Start of Block

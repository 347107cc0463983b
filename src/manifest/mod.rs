//! Project manifest parsing and validation (`codeweave.toml`).
//!
//! The manifest is the declarative input for one build invocation: it names
//! every component, its natural-language description, its target language,
//! and its dependency edges, plus the backend and toolchain configuration.
//!
//! # Manifest format
//!
//! ```toml
//! [project]
//! out_dir = "generated"
//!
//! [backend]
//! endpoint = "https://llm.internal/v1/generate"
//! model = "gemini-2.0-flash-001"
//!
//! [components.tokenizer]
//! description_file = "specs/tokenizer.txt"
//! language = "python"
//! module = "pipeline.tokenizer"
//!
//! [components.parser]
//! description = "Parse the token stream into an AST."
//! language = "python"
//! module = "pipeline.parser"
//! dependencies = ["tokenizer"]
//! docs = ["docs/grammar.md"]
//! ```

use serde::{Deserialize, Serialize};
use std::collections::BTreeMap;
use std::path::{Path, PathBuf};
use thiserror::Error;

mod component;

pub use component::{BackendParams, ComponentSpec, Doc, TargetKind, TargetLanguage};

/// Default manifest file name searched for in the working directory.
pub const MANIFEST_NAME: &str = "codeweave.toml";

/// Errors produced while loading or validating a manifest.
#[derive(Debug, Error)]
pub enum ManifestError {
    #[error("manifest file {0} not found")]
    NotFound(PathBuf),

    #[error("invalid manifest syntax in {file}: {source}")]
    Parse {
        file: PathBuf,
        #[source]
        source: Box<toml::de::Error>,
    },

    #[error("component '{id}' must set exactly one of 'description' or 'description_file'")]
    AmbiguousDescription { id: String },

    #[error("cannot read {role} file {path} for component '{id}': {source}")]
    UnreadableInput {
        id: String,
        role: &'static str,
        path: PathBuf,
        #[source]
        source: std::io::Error,
    },

    #[error("component '{id}' has an empty description")]
    EmptyDescription { id: String },

    #[error(transparent)]
    Io(#[from] std::io::Error),
}

/// Backend transport configuration.
#[derive(Debug, Clone, Serialize, Deserialize)]
pub struct BackendConfig {
    /// Generation endpoint URL. Absent means only offline builds are possible.
    pub endpoint: Option<String>,
    /// Environment variable holding the API key.
    #[serde(default = "default_api_key_env")]
    pub api_key_env: String,
    /// Default model for components that do not override it.
    pub model: Option<String>,
    /// Per-request timeout in seconds.
    #[serde(default = "default_timeout_secs")]
    pub timeout_secs: u64,
}

fn default_api_key_env() -> String {
    "LLM_API_KEY".to_string()
}

const fn default_timeout_secs() -> u64 {
    120
}

impl Default for BackendConfig {
    fn default() -> Self {
        Self {
            endpoint: None,
            api_key_env: default_api_key_env(),
            model: None,
            timeout_secs: default_timeout_secs(),
        }
    }
}

/// Compiled-target toolchain configuration.
///
/// Only consulted for components on the structural-strip extraction path.
#[derive(Debug, Clone, Default, Serialize, Deserialize)]
pub struct ToolchainConfig {
    /// Argv prefix of the external decompiler command.
    #[serde(default)]
    pub decompiler: Vec<String>,
    /// Directory containing compiler-produced interface binaries, one
    /// `<component-id>.jar` per compiled component.
    pub interface_dir: Option<PathBuf>,
    /// Optional argv prefix of a syntax checker; the generated source path is
    /// appended as the final argument.
    #[serde(default)]
    pub syntax_check: Vec<String>,
    /// Decompiler timeout in seconds.
    #[serde(default = "default_decompile_timeout")]
    pub decompile_timeout_secs: u64,
}

const fn default_decompile_timeout() -> u64 {
    60
}

/// Project-level settings.
#[derive(Debug, Clone, Serialize, Deserialize)]
pub struct ProjectConfig {
    /// Directory generated sources and interfaces are written to.
    #[serde(default = "default_out_dir")]
    pub out_dir: PathBuf,
    /// Cache directory override; defaults to `~/.codeweave/cache`.
    pub cache_dir: Option<PathBuf>,
}

fn default_out_dir() -> PathBuf {
    PathBuf::from("generated")
}

impl Default for ProjectConfig {
    fn default() -> Self {
        Self {
            out_dir: default_out_dir(),
            cache_dir: None,
        }
    }
}

/// Raw per-component manifest entry, before descriptions and docs are loaded.
#[derive(Debug, Clone, Deserialize)]
struct RawComponent {
    description: Option<String>,
    description_file: Option<PathBuf>,
    language: TargetLanguage,
    #[serde(default)]
    kind: TargetKind,
    /// Module/package path the generated file is importable from.
    module: String,
    #[serde(default)]
    dependencies: Vec<String>,
    #[serde(default)]
    docs: Vec<PathBuf>,
    #[serde(default)]
    resources: Vec<PathBuf>,
    model: Option<String>,
    temperature: Option<f32>,
    max_output_tokens: Option<u32>,
}

#[derive(Debug, Deserialize)]
struct RawManifest {
    #[serde(default)]
    project: ProjectConfig,
    #[serde(default)]
    backend: BackendConfig,
    #[serde(default)]
    toolchain: ToolchainConfig,
    /// BTreeMap keeps component iteration deterministic across runs.
    #[serde(default)]
    components: BTreeMap<String, RawComponent>,
}

/// A fully loaded manifest: configuration plus resolved component specs.
///
/// Loading resolves `description_file` and `docs` references to their
/// contents, so a [`ComponentSpec`] is self-contained from here on. Paths in
/// `resources` stay as paths relative to the manifest directory; their bytes
/// are folded into cache identity at key-computation time.
#[derive(Debug, Clone)]
pub struct Manifest {
    pub project: ProjectConfig,
    pub backend: BackendConfig,
    pub toolchain: ToolchainConfig,
    pub components: Vec<ComponentSpec>,
    /// Directory the manifest was loaded from; relative paths resolve here.
    pub base_dir: PathBuf,
}

impl Manifest {
    /// Load and validate a manifest from `path`.
    pub fn load(path: &Path) -> Result<Self, ManifestError> {
        if !path.exists() {
            return Err(ManifestError::NotFound(path.to_path_buf()));
        }
        let content = std::fs::read_to_string(path)?;
        let raw: RawManifest = toml::from_str(&content).map_err(|e| ManifestError::Parse {
            file: path.to_path_buf(),
            source: Box::new(e),
        })?;

        let base_dir = path.parent().unwrap_or_else(|| Path::new(".")).to_path_buf();
        let default_model = raw.backend.model.clone();

        let mut components = Vec::with_capacity(raw.components.len());
        for (id, rc) in raw.components {
            components.push(Self::resolve_component(&base_dir, id, rc, default_model.as_deref())?);
        }

        Ok(Self {
            project: raw.project,
            backend: raw.backend,
            toolchain: raw.toolchain,
            components,
            base_dir,
        })
    }

    fn resolve_component(
        base_dir: &Path,
        id: String,
        raw: RawComponent,
        default_model: Option<&str>,
    ) -> Result<ComponentSpec, ManifestError> {
        let description = match (raw.description, raw.description_file) {
            (Some(text), None) => text,
            (None, Some(file)) => {
                let path = base_dir.join(&file);
                std::fs::read_to_string(&path).map_err(|source| ManifestError::UnreadableInput {
                    id: id.clone(),
                    role: "description",
                    path,
                    source,
                })?
            }
            _ => return Err(ManifestError::AmbiguousDescription { id }),
        };
        if description.trim().is_empty() {
            return Err(ManifestError::EmptyDescription { id });
        }

        let mut docs = Vec::with_capacity(raw.docs.len());
        for doc_path in raw.docs {
            let path = base_dir.join(&doc_path);
            let content = std::fs::read_to_string(&path).map_err(|source| {
                ManifestError::UnreadableInput {
                    id: id.clone(),
                    role: "doc",
                    path,
                    source,
                }
            })?;
            docs.push(Doc {
                name: doc_path.display().to_string(),
                content,
            });
        }

        let params = BackendParams {
            model: raw
                .model
                .or_else(|| default_model.map(str::to_string))
                .unwrap_or_else(|| "default".to_string()),
            temperature: raw.temperature.unwrap_or(0.2),
            max_output_tokens: raw.max_output_tokens.unwrap_or(8192),
        };

        Ok(ComponentSpec {
            id,
            description,
            language: raw.language,
            kind: raw.kind,
            module: raw.module,
            dependencies: raw.dependencies,
            docs,
            resources: raw.resources.iter().map(|r| base_dir.join(r)).collect(),
            params,
        })
    }
}
impl<'a> Orchestrator<'a> {
    pub fn new(
        backend: &'a Backend,
        store: &'a dyn ArtifactStore,
        toolchain: &'a ToolchainConfig,
        options: BuildOptions,
    ) -> Self {
        Self { backend, store, toolchain, options }
    }

    /// Build every component in `graph`, level by level.
    pub async fn run(&self, graph: &ComponentGraph) -> BuildReport {
        let mut outcomes: HashMap<String, Outcome> = HashMap::with_capacity(graph.len());
        let mut fatal: Option<String> = None;

        for level in graph.levels() {
            let mut ready = Vec::new();

            for spec in level {
                if let Some(blocker) = &fatal {
                    outcomes.insert(
                        spec.id.clone(),
                        Outcome::Skipped { blocked_by: blocker.clone() },
                    );
                    continue;
                }
                match self.blocking_dependency(spec, &outcomes) {
                    Some(blocked_by) => {
                        debug!(component = %spec.id, %blocked_by, "skipping: dependency failed");
                        outcomes.insert(spec.id.clone(), Outcome::Skipped { blocked_by });
                    }
                    None => {
                        let dep_interfaces: Vec<InterfaceArtifact> = spec
                            .dependencies
                            .iter()
                            .map(|dep| match &outcomes[dep] {
                                Outcome::Success { interface, .. } => interface.clone(),
                                _ => unreachable!("non-built dependency was not skipped"),
                            })
                            .collect();
                        ready.push((spec, dep_interfaces));
                    }
                }
            }

            // All ready nodes of this level run concurrently under the
            // backend bound; a node holds at most one backend call at a time.
            let results: Vec<(String, Outcome)> = stream::iter(ready)
                .map(|(spec, dep_interfaces)| async move {
                    (spec.id.clone(), self.build_node(spec, &dep_interfaces).await)
                })
                .buffer_unordered(self.options.concurrency.max(1))
                .collect()
                .await;

            for (id, outcome) in results {
                if self.options.fail_fast
                    && fatal.is_none()
                    && matches!(outcome, Outcome::Failed { .. })
                {
                    fatal = Some(id.clone());
                }
                outcomes.insert(id, outcome);
            }
        }

        let nodes = graph
            .topological_order()
            .into_iter()
            .map(|spec| {
                let (status, entry) = match outcomes.remove(&spec.id) {
                    Some(Outcome::Success { entry, cached, .. }) => {
                        let status = if cached { NodeStatus::Cached } else { NodeStatus::Built };
                        (status, Some(entry))
                    }
                    Some(Outcome::Failed { reason }) => (NodeStatus::Failed { reason }, None),
                    Some(Outcome::Skipped { blocked_by }) => {
                        (NodeStatus::Skipped { blocked_by }, None)
                    }
                    None => (
                        NodeStatus::Failed { reason: "node was never scheduled".to_string() },
                        None,
                    ),
                };
                NodeReport { id: spec.id.clone(), status, entry }
            })
            .collect();

        BuildReport { nodes }
    }

    /// The nearest failed ancestor blocking `spec`, if any.
    fn blocking_dependency(
        &self,
        spec: &ComponentSpec,
        outcomes: &HashMap<String, Outcome>,
    ) -> Option<String> {
        for dep in &spec.dependencies {
            match outcomes.get(dep) {
                Some(Outcome::Failed { .. }) => return Some(dep.clone()),
                // Point at the original failure, not the intermediate skip.
                Some(Outcome::Skipped { blocked_by }) => return Some(blocked_by.clone()),
                _ => {}
            }
        }
        None
    }

    /// Run the full per-node pipeline. Terminal by construction: every error
    /// path folds into `Outcome::Failed`.
    async fn build_node(
        &self,
        spec: &ComponentSpec,
        dep_interfaces: &[InterfaceArtifact],
    ) -> Outcome {
        let dep_digests: Vec<String> =
            dep_interfaces.iter().map(InterfaceArtifact::digest).collect();

        let key = match ContentKey::compute(spec, &dep_digests) {
            Ok(key) => key,
            Err(e) => return Outcome::Failed { reason: e.to_string() },
        };
        debug!(component = %spec.id, %key, "content key computed");

        match self.store.get(&key) {
            Ok(Some(entry)) => {
                info!(component = %spec.id, "cache hit");
                return Outcome::Success { interface: entry.interface.clone(), entry, cached: true };
            }
            Ok(None) => {}
            Err(e) => {
                warn!(component = %spec.id, error = %e, "cache probe failed; rebuilding");
            }
        }

        let source = match self.generate_validated(spec, dep_interfaces).await {
            Ok(source) => source,
            Err(reason) => return Outcome::Failed { reason },
        };

        let spec_digest = match ContentKey::spec_digest(spec) {
            Ok(digest) => digest,
            Err(e) => return Outcome::Failed { reason: e.to_string() },
        };
        let generated = GeneratedArtifact {
            component_id: spec.id.clone(),
            source,
            spec_digest,
            dep_interface_digests: dep_digests,
        };

        debug!(component = %spec.id, "extracting interface");
        let interface = match extract(&generated, spec, self.backend, self.toolchain).await {
            Ok(interface) => interface,
            Err(e) => return Outcome::Failed { reason: e.to_string() },
        };

        let entry = CacheEntry::new(key, generated, interface.clone());
        if let Err(e) = self.store.put(&entry) {
            return Outcome::Failed { reason: format!("cannot store cache entry: {e}") };
        }
        info!(component = %spec.id, "built");
        Outcome::Success { interface, entry, cached: false }
    }

    /// Generate source and run it through validation, repairing a bounded
    /// number of times by re-invoking the backend with error feedback.
    async fn generate_validated(
        &self,
        spec: &ComponentSpec,
        dep_interfaces: &[InterfaceArtifact],
    ) -> Result<String, String> {
        let mut bundle = assemble(spec, dep_interfaces);
        let mut repairs = 0;

        loop {
            debug!(component = %spec.id, repairs, "generating");
            let source = self.generate_with_retry(spec, &bundle).await.map_err(|e| e.to_string())?;

            match self.validate(spec, &source).await {
                Ok(()) => return Ok(source),
                Err(reason) => {
                    if repairs >= self.options.max_repair_attempts {
                        return Err(format!(
                            "validation failed after {repairs} repair attempts: {reason}"
                        ));
                    }
                    warn!(component = %spec.id, %reason, "validation failed; requesting repair");
                    bundle = bundle.with_repair_feedback(&reason, &source);
                    repairs += 1;
                }
            }
        }
    }

    /// One logical generation call: transient failures retried with
    /// exponential backoff and jitter, everything else surfaced immediately.
    async fn generate_with_retry(
        &self,
        spec: &ComponentSpec,
        bundle: &crate::context::GenerationBundle,
    ) -> Result<String, crate::backend::GenerationError> {
        let strategy = ExponentialBackoff::from_millis(self.options.retry_base_delay_ms)
            .map(jitter)
            .take(self.options.max_retries);

        RetryIf::spawn(
            strategy,
            || self.backend.generate(bundle),
            |error: &crate::backend::GenerationError| {
                let retry = error.is_retryable();
                if retry {
                    warn!(component = %spec.id, %error, "transient backend failure; will retry");
                }
                retry
            },
        )
        .await
    }

    async fn validate(&self, spec: &ComponentSpec, source: &str) -> Result<(), String> {
        validate_source(source, spec).map_err(|e| e.to_string())?;

        if !self.toolchain.syntax_check.is_empty() {
            let dir = tempfile::tempdir().map_err(|e| e.to_string())?;
            let file = dir.path().join(spec.output_file_name());
            std::fs::write(&file, source).map_err(|e| e.to_string())?;
            run_syntax_check(&self.toolchain.syntax_check, &file)
                .await
                .map_err(|e| e.to_string())?;
        }
        Ok(())
    }
}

End of Block

Reproduce only the lines above, starting at the line with "are written to." and ending at the line with "docs are loaded.", exactly as written.

    /// Directory generated sources and interfaces are written to.
    #[serde(default = "default_out_dir")]
    pub out_dir: PathBuf,
    /// Cache directory override; defaults to `~/.codeweave/cache`.
    pub cache_dir: Option<PathBuf>,
}

fn default_out_dir() -> PathBuf {
    PathBuf::from("generated")
}

impl Default for ProjectConfig {
    fn default() -> Self {
        Self {
            out_dir: default_out_dir(),
            cache_dir: None,
        }
    }
}

/// Raw per-component manifest entry, before descriptions and docs are loaded.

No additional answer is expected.